Brief: Please say how many lines of the entries below contain the word "widgets", and leave out everything else.

--- Records provided Enclosed Below ---

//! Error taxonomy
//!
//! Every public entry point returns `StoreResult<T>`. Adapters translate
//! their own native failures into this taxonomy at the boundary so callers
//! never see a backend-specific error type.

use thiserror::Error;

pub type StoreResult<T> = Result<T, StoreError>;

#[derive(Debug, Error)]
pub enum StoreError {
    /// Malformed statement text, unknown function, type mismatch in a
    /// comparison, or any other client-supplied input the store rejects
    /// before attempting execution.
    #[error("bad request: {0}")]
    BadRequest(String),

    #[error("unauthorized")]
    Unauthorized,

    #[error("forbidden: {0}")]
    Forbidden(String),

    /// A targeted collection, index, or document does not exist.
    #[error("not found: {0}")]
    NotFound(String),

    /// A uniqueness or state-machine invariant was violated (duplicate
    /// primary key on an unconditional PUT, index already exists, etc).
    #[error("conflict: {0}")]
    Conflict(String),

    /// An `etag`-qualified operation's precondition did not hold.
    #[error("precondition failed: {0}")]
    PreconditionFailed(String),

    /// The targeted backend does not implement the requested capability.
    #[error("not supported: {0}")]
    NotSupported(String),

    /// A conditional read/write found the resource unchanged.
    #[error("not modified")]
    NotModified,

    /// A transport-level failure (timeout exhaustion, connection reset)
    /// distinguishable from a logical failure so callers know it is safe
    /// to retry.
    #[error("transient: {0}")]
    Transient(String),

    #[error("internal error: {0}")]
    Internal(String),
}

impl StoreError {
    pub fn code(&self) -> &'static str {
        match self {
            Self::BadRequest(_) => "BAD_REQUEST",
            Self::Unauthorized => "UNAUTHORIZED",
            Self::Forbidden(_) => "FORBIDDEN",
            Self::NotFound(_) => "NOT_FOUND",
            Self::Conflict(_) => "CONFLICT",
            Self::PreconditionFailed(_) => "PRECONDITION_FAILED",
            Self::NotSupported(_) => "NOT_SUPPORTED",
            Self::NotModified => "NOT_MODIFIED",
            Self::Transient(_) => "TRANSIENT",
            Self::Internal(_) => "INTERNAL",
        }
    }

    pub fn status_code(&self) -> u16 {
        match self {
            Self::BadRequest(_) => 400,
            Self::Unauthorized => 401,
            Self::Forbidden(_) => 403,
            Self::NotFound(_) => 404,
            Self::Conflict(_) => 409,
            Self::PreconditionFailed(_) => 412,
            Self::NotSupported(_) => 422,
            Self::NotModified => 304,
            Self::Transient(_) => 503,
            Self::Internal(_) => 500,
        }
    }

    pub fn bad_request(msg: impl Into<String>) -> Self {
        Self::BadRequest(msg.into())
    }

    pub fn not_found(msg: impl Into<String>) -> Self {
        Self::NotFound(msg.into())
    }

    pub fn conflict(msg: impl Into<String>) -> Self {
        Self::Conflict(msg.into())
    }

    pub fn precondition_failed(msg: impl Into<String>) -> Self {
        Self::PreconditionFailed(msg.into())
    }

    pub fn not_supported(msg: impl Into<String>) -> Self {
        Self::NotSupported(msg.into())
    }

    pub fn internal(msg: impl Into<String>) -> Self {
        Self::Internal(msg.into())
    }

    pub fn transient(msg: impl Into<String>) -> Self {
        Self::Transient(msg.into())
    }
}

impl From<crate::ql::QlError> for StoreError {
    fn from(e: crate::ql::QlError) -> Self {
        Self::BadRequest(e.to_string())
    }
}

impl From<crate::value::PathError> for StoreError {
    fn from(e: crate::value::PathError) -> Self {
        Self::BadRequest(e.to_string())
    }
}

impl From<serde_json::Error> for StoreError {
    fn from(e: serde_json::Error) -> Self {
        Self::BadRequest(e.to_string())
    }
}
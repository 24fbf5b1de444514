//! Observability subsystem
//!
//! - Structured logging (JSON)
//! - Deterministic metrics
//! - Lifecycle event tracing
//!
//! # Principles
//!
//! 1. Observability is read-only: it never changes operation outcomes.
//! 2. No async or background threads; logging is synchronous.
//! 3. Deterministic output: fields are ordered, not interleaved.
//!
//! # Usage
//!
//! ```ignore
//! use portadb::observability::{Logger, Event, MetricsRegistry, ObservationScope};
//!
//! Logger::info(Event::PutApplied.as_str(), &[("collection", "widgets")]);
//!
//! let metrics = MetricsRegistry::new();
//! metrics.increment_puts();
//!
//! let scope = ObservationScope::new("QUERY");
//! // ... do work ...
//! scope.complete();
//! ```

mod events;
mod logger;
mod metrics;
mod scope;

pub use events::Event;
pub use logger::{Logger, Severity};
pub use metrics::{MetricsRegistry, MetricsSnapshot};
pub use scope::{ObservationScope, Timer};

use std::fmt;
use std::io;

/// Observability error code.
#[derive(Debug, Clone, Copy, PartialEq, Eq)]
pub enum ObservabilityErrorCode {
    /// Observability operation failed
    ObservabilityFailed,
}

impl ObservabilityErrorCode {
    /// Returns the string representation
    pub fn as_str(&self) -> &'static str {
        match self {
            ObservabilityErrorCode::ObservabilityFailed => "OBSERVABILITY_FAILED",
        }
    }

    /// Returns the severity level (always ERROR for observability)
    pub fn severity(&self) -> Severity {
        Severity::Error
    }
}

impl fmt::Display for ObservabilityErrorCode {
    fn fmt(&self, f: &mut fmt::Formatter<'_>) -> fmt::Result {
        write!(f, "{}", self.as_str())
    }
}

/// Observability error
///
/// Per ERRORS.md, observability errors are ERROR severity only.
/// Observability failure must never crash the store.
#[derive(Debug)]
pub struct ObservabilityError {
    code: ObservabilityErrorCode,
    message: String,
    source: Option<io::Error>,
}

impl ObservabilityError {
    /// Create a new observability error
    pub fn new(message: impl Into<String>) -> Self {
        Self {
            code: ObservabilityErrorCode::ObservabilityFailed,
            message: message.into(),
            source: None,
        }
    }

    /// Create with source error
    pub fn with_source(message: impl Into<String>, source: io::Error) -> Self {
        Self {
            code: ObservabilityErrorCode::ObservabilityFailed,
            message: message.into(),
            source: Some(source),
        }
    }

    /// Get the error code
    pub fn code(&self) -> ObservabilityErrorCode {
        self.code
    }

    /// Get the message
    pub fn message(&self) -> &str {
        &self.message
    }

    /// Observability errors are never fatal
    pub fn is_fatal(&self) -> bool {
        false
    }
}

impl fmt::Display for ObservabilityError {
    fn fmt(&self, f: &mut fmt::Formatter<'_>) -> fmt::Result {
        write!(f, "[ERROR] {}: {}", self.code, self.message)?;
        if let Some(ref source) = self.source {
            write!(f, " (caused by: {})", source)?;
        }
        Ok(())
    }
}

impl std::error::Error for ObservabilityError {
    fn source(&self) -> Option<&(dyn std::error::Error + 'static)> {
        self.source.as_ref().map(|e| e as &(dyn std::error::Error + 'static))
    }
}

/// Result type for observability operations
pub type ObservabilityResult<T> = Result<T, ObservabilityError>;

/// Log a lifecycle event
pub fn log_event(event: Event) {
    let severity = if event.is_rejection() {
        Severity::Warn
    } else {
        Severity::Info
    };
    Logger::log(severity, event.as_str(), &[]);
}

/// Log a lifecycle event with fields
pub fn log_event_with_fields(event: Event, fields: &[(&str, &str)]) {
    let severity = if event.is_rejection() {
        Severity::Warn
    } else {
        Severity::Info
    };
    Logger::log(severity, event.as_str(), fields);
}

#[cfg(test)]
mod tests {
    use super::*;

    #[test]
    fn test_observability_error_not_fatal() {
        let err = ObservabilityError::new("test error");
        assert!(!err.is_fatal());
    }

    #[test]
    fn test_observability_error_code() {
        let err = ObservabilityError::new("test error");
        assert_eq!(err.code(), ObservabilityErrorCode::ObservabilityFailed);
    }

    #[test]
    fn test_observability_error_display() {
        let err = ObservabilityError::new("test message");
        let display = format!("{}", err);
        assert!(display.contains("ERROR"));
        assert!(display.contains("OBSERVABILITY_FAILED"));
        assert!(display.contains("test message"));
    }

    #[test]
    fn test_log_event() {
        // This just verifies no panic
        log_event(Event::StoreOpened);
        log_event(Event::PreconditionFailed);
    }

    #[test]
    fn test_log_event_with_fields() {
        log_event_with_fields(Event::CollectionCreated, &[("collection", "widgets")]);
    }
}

--- End of Enclosed Records provided ---

Result: 2